» **Record extracts**
========
//! Message hand-off queue between the cloud and the remote driver.
//!
//! FIFO, single consumer: at most one `wait_for_message` may be suspended at
//! a time, and a second concurrent wait is rejected with
//! [`QueueError::WaiterPending`]. A wait whose future was dropped does not
//! count; its slot is reclaimed by the next caller.

use std::collections::VecDeque;
use std::sync::{Mutex, MutexGuard};

use switchyard_connector_core::Attachment;
use thiserror::Error;
use tokio::sync::{mpsc, oneshot};
use tracing::debug;

use crate::observer::{EventChannel, ObserverError};

/// An outbound user message for the assistant.
#[derive(Debug, Clone, PartialEq, Eq)]
pub struct QueuedMessage {
    pub message: String,
    pub attachments: Vec<Attachment>,
}

#[derive(Debug, Error, PartialEq, Eq)]
pub enum QueueError {
    #[error("message queue is closed")]
    Closed,
    #[error("another wait_for_message is already pending")]
    WaiterPending,
}

#[derive(Default)]
struct QueueState {
    items: VecDeque<QueuedMessage>,
    // Only ever set while `items` is empty.
    waiter: Option<oneshot::Sender<Option<QueuedMessage>>>,
    closed: bool,
}

pub struct MessageQueue {
    state: Mutex<QueueState>,
    /// Fires on every accepted push with the backlog length after the push.
    pushes: EventChannel<usize>,
}

impl Default for MessageQueue {
    fn default() -> Self {
        Self::new()
    }
}

impl MessageQueue {
    pub fn new() -> Self {
        Self {
            state: Mutex::new(QueueState::default()),
            pushes: EventChannel::new("queue_push"),
        }
    }

    fn state(&self) -> MutexGuard<'_, QueueState> {
        self.state
            .lock()
            .unwrap_or_else(|poisoned| poisoned.into_inner())
    }

    /// Queue a message, or hand it straight to a suspended waiter.
    pub fn push(
        &self,
        message: impl Into<String>,
        attachments: Vec<Attachment>,
    ) -> Result<(), QueueError> {
        let backlog = {
            let mut state = self.state();
            if state.closed {
                return Err(QueueError::Closed);
            }
            let msg = QueuedMessage {
                message: message.into(),
                attachments,
            };
            match state.waiter.take() {
                Some(waiter) => {
                    if let Err(Some(returned)) = waiter.send(Some(msg)) {
                        // Waiter went away without being woken.
                        state.items.push_back(returned);
                    }
                }
                None => state.items.push_back(msg),
            }
            state.items.len()
        };

        debug!(
            component = "queue",
            event = "queue.pushed",
            backlog = backlog,
            "Message queued"
        );
        self.pushes.emit(backlog);
        Ok(())
    }

    /// Next message in push order, suspending while the queue is empty.
    ///
    /// Resolves to `Ok(None)` when the queue is reset or closed underneath a
    /// suspended wait, or immediately once the queue is closed.
    pub async fn wait_for_message(&self) -> Result<Option<QueuedMessage>, QueueError> {
        let rx = {
            let mut state = self.state();
            if let Some(msg) = state.items.pop_front() {
                return Ok(Some(msg));
            }
            if state.closed {
                return Ok(None);
            }
            if state.waiter.as_ref().is_some_and(|w| !w.is_closed()) {
                return Err(QueueError::WaiterPending);
            }
            let (tx, rx) = oneshot::channel();
            state.waiter = Some(tx);
            rx
        };
        Ok(rx.await.unwrap_or(None))
    }

    /// Drop the backlog and wake a suspended waiter with `None`.
    pub fn reset(&self) {
        let (dropped, waiter) = {
            let mut state = self.state();
            let dropped = state.items.len();
            state.items.clear();
            (dropped, state.waiter.take())
        };
        if let Some(waiter) = waiter {
            let _ = waiter.send(None);
        }
        debug!(
            component = "queue",
            event = "queue.reset",
            dropped = dropped,
            "Message queue reset"
        );
    }

    /// Refuse further pushes, then reset.
    pub fn close(&self) {
        self.state().closed = true;
        self.reset();
    }

    pub fn len(&self) -> usize {
        self.state().items.len()
    }

    pub fn is_empty(&self) -> bool {
        self.len() == 0
    }

    pub fn take_push_receiver(&self) -> Result<mpsc::UnboundedReceiver<usize>, ObserverError> {
        self.pushes.take_receiver()
    }
}

#[cfg(test)]
mod tests {
    use super::*;
    use std::sync::Arc;
    use std::time::Duration;

    fn text(msg: Option<QueuedMessage>) -> Option<String> {
        msg.map(|m| m.message)
    }

    #[tokio::test]
    async fn push_then_wait_resolves_immediately() {
        let queue = MessageQueue::new();
        queue.push("hello", vec![]).expect("push");

        let msg = queue.wait_for_message().await.expect("wait");
        assert_eq!(text(msg).as_deref(), Some("hello"));
        assert!(queue.is_empty());
    }

    #[tokio::test]
    async fn suspended_wait_is_resolved_by_push() {
        let queue = Arc::new(MessageQueue::new());
        let waiter = {
            let queue = queue.clone();
            tokio::spawn(async move { queue.wait_for_message().await })
        };
        tokio::task::yield_now().await;

        queue.push("hi", vec![]).expect("push");
        let msg = waiter.await.expect("join").expect("wait");
        assert_eq!(text(msg).as_deref(), Some("hi"));
        assert!(queue.is_empty());
    }

    #[tokio::test]
    async fn waits_return_messages_in_push_order() {
        let queue = MessageQueue::new();
        for i in 0..5 {
            queue.push(format!("m{i}"), vec![]).expect("push");
        }
        for i in 0..3 {
            let msg = queue.wait_for_message().await.expect("wait");
            assert_eq!(text(msg), Some(format!("m{i}")));
        }
        assert_eq!(queue.len(), 2);
    }

    #[tokio::test]
    async fn extra_wait_stays_suspended_until_satisfied() {
        let queue = Arc::new(MessageQueue::new());
        queue.push("only", vec![]).expect("push");
        assert_eq!(
            text(queue.wait_for_message().await.expect("wait")).as_deref(),
            Some("only")
        );

        let waiter = {
            let queue = queue.clone();
            tokio::spawn(async move { queue.wait_for_message().await })
        };
        tokio::time::sleep(Duration::from_millis(20)).await;
        assert!(!waiter.is_finished());

        queue.push("later", vec![]).expect("push");
        let msg = waiter.await.expect("join").expect("wait");
        assert_eq!(text(msg).as_deref(), Some("later"));
    }

    #[tokio::test]
    async fn reset_wakes_waiter_with_none_and_drops_backlog() {
        let queue = Arc::new(MessageQueue::new());
        let waiter = {
            let queue = queue.clone();
            tokio::spawn(async move { queue.wait_for_message().await })
        };
        tokio::task::yield_now().await;

        queue.reset();
        assert_eq!(waiter.await.expect("join"), Ok(None));

        queue.push("a", vec![]).expect("push");
        queue.push("b", vec![]).expect("push");
        queue.reset();
        assert!(queue.is_empty());

        // Reset is not closing: the queue keeps working.
        queue.push("c", vec![]).expect("push");
        assert_eq!(
            text(queue.wait_for_message().await.expect("wait")).as_deref(),
            Some("c")
        );
    }

    #[tokio::test]
    async fn second_concurrent_wait_is_rejected() {
        let queue = Arc::new(MessageQueue::new());
        let first = {
            let queue = queue.clone();
            tokio::spawn(async move { queue.wait_for_message().await })
        };
        tokio::task::yield_now().await;

        assert_eq!(
            queue.wait_for_message().await,
            Err(QueueError::WaiterPending)
        );

        queue.push("for-first", vec![]).expect("push");
        let msg = first.await.expect("join").expect("wait");
        assert_eq!(text(msg).as_deref(), Some("for-first"));
    }

    #[tokio::test]
    async fn abandoned_wait_does_not_swallow_messages() {
        let queue = MessageQueue::new();
        let abandoned =
            tokio::time::timeout(Duration::from_millis(10), queue.wait_for_message()).await;
        assert!(abandoned.is_err());

        queue.push("kept", vec![]).expect("push");
        assert_eq!(queue.len(), 1);
        assert_eq!(
            text(queue.wait_for_message().await.expect("wait")).as_deref(),
            Some("kept")
        );
    }

    #[tokio::test]
    async fn close_rejects_pushes_and_releases_waits() {
        let queue = MessageQueue::new();
        queue.push("pending", vec![]).expect("push");
        queue.close();

        assert_eq!(queue.push("late", vec![]), Err(QueueError::Closed));
        assert_eq!(queue.wait_for_message().await, Ok(None));
    }

    #[tokio::test]
    async fn push_observer_fires_with_and_without_waiter() {
        let queue = Arc::new(MessageQueue::new());
        let mut pushes = queue.take_push_receiver().expect("observer");

        queue.push("queued", vec![]).expect("push");
        assert_eq!(pushes.recv().await, Some(1));
        let _ = queue.wait_for_message().await;

        let waiter = {
            let queue = queue.clone();
            tokio::spawn(async move { queue.wait_for_message().await })
        };
        tokio::task::yield_now().await;
        queue.push("direct", vec![]).expect("push");
        assert_eq!(pushes.recv().await, Some(0));
        assert!(waiter.await.expect("join").expect("wait").is_some());

        assert!(queue.take_push_receiver().is_err());
    }
}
========
» **Required work**
Check each line above for the string "first" and copy every line that has it.

» **Reply**
        let first = {
        queue.push("for-first", vec![]).expect("push");
        let msg = first.await.expect("join").expect("wait");
        assert_eq!(text(msg).as_deref(), Some("for-first"));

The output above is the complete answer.